> _PROBLEM TO SOLVE_
The answer must be a single number: how many lines of the records below hold the word "Body".

Collected data entries:
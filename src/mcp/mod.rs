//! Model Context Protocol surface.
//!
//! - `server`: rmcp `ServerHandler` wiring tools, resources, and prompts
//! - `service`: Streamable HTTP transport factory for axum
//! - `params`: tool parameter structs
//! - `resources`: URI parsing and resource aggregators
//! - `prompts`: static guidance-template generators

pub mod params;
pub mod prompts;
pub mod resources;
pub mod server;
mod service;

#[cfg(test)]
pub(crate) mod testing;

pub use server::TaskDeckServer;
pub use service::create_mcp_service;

--

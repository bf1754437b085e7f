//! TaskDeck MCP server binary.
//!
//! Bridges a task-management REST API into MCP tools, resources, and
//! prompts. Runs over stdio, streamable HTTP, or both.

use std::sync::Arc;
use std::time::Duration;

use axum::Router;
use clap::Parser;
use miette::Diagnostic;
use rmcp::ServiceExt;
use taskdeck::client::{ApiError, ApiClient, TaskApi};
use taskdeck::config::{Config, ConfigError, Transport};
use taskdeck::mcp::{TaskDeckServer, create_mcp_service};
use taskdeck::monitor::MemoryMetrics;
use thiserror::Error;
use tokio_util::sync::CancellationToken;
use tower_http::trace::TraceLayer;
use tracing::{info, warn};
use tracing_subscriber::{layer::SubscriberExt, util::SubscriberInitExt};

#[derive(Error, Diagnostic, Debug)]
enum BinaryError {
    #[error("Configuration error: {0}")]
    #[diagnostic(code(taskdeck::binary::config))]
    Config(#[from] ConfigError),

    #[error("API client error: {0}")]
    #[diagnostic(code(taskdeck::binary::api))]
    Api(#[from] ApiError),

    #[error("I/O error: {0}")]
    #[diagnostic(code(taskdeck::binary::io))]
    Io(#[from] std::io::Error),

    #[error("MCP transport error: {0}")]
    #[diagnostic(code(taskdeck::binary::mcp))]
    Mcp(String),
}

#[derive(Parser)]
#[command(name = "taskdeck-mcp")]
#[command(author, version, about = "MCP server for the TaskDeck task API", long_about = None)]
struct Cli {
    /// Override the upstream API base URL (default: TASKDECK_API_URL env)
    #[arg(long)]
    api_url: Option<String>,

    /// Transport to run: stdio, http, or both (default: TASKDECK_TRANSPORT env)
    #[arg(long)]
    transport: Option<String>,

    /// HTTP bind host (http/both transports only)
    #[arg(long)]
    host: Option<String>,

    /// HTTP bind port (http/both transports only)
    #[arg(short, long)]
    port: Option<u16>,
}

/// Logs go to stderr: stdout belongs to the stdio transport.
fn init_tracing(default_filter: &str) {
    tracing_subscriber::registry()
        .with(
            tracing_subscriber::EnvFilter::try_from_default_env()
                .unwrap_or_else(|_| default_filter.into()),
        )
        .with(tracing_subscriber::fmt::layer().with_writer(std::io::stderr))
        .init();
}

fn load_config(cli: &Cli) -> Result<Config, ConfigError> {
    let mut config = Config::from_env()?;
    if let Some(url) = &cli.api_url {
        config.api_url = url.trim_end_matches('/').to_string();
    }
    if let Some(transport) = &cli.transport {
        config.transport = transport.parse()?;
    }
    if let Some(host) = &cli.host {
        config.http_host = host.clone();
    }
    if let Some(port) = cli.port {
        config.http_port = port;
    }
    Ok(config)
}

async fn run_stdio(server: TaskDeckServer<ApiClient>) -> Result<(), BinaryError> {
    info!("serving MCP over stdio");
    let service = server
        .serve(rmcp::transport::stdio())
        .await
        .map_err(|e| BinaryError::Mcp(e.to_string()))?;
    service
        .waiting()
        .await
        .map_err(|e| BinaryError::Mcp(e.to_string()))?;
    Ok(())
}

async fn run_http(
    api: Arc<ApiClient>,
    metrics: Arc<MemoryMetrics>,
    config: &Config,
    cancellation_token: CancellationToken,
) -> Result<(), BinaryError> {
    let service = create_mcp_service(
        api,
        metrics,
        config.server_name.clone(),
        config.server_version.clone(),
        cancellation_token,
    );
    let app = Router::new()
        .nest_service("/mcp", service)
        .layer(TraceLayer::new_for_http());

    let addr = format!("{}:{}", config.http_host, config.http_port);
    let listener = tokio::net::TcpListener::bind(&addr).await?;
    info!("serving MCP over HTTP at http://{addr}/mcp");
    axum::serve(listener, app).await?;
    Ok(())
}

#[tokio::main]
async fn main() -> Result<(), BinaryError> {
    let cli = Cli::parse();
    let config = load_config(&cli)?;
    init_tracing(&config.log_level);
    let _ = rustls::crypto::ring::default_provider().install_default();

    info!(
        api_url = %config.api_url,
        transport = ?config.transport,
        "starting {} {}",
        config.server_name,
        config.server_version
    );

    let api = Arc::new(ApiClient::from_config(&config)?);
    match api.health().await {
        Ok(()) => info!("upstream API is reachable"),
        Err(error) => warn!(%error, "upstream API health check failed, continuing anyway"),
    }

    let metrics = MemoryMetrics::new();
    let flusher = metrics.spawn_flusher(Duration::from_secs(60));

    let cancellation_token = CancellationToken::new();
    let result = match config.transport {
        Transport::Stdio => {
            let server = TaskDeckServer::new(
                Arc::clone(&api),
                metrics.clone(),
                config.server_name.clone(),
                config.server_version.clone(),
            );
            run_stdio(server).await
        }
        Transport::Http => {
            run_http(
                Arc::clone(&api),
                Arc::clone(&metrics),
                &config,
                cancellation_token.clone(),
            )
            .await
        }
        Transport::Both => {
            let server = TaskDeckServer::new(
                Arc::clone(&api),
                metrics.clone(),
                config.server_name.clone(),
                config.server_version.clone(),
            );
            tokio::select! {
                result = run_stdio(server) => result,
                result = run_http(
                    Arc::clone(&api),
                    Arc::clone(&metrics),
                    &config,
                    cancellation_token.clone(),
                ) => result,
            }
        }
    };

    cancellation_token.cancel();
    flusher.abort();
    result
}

...

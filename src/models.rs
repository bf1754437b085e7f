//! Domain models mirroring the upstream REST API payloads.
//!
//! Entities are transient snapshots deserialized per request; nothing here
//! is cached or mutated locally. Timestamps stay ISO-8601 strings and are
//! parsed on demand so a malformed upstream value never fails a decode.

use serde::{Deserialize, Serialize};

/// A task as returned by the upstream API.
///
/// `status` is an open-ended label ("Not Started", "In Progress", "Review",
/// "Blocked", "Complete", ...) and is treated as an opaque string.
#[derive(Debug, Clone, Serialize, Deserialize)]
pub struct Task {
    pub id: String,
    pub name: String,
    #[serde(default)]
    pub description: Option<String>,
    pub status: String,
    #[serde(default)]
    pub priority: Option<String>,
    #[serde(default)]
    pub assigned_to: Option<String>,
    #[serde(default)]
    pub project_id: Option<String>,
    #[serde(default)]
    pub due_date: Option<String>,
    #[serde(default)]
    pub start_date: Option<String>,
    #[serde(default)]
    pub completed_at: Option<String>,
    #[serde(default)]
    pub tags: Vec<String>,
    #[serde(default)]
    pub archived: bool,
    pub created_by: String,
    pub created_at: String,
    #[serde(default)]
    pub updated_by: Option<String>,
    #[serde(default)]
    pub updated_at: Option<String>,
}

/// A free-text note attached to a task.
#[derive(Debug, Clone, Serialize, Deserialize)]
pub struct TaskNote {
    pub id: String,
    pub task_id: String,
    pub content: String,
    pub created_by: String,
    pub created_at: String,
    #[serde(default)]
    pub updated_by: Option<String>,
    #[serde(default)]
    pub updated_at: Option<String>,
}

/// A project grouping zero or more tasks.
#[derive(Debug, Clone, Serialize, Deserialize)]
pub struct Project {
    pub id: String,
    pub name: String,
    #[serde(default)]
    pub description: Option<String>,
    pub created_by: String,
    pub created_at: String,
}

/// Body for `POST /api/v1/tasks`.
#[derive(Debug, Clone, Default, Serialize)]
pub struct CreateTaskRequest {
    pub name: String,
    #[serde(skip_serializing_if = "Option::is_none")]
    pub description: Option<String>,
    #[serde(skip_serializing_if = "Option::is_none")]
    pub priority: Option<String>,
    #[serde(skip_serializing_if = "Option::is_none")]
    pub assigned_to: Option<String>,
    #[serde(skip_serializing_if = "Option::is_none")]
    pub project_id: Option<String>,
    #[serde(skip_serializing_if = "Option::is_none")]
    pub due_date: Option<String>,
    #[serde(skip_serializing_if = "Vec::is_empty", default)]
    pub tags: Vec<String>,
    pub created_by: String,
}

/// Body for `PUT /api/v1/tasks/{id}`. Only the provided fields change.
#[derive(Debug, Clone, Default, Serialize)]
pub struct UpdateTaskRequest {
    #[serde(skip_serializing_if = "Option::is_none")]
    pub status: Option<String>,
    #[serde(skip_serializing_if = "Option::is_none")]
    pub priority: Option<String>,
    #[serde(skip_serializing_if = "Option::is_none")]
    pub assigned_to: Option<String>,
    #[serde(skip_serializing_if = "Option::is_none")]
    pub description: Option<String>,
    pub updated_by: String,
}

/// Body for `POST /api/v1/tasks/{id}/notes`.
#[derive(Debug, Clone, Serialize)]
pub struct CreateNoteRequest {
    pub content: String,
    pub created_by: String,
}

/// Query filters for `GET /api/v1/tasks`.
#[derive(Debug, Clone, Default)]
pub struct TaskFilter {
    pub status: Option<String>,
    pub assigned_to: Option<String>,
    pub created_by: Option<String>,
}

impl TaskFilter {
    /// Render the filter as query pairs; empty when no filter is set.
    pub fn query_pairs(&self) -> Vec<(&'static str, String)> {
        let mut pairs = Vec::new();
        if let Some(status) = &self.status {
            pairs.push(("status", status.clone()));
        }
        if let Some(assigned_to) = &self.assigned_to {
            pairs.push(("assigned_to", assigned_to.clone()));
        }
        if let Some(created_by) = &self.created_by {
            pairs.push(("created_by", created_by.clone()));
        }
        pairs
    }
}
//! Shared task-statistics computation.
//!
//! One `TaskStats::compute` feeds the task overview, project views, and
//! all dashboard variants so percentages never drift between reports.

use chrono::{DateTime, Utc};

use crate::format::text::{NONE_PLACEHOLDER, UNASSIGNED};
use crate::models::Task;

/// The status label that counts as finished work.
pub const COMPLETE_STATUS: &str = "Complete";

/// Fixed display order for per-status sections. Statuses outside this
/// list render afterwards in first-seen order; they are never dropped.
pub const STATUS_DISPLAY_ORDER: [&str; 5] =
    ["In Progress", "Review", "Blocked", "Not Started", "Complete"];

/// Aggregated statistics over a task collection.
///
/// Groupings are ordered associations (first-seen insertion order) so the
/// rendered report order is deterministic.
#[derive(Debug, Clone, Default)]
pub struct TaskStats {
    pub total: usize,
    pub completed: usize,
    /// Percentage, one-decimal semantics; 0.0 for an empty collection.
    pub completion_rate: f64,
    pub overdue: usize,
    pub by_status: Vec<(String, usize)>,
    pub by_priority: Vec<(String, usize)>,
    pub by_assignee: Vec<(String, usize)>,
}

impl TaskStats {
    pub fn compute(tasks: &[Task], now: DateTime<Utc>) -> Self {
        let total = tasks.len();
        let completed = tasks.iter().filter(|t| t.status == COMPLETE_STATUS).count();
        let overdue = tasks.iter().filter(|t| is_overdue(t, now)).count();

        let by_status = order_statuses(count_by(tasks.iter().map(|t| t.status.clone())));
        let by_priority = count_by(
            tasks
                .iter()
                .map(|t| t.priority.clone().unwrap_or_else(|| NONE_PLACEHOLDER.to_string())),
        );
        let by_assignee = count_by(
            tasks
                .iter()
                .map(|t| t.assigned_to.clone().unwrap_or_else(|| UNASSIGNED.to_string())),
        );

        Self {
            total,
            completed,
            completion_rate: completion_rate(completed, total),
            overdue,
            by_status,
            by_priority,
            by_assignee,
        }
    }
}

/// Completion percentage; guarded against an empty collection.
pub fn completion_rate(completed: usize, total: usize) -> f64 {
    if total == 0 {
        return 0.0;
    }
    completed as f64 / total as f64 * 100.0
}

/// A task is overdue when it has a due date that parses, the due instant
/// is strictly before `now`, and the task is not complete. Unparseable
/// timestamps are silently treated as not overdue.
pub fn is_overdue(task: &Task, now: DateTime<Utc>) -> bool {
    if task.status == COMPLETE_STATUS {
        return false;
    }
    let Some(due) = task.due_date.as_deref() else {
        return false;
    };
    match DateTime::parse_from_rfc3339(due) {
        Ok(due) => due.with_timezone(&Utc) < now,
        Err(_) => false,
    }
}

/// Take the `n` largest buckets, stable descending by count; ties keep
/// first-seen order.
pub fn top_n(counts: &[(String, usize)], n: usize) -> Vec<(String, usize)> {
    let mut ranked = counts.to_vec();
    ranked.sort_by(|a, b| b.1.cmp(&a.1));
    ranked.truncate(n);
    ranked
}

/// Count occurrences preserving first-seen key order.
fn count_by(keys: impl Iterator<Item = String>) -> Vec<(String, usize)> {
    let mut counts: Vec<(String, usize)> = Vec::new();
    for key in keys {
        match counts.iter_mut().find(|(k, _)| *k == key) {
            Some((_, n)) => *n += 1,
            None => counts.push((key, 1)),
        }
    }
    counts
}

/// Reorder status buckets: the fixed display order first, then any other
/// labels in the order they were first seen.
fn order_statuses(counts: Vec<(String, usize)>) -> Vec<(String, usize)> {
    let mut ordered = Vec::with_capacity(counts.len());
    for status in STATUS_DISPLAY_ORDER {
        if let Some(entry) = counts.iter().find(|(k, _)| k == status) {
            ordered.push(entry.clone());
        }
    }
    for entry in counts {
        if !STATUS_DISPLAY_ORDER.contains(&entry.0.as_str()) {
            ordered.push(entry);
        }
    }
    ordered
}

> _ANSWER TO THIS PROBLEM_
3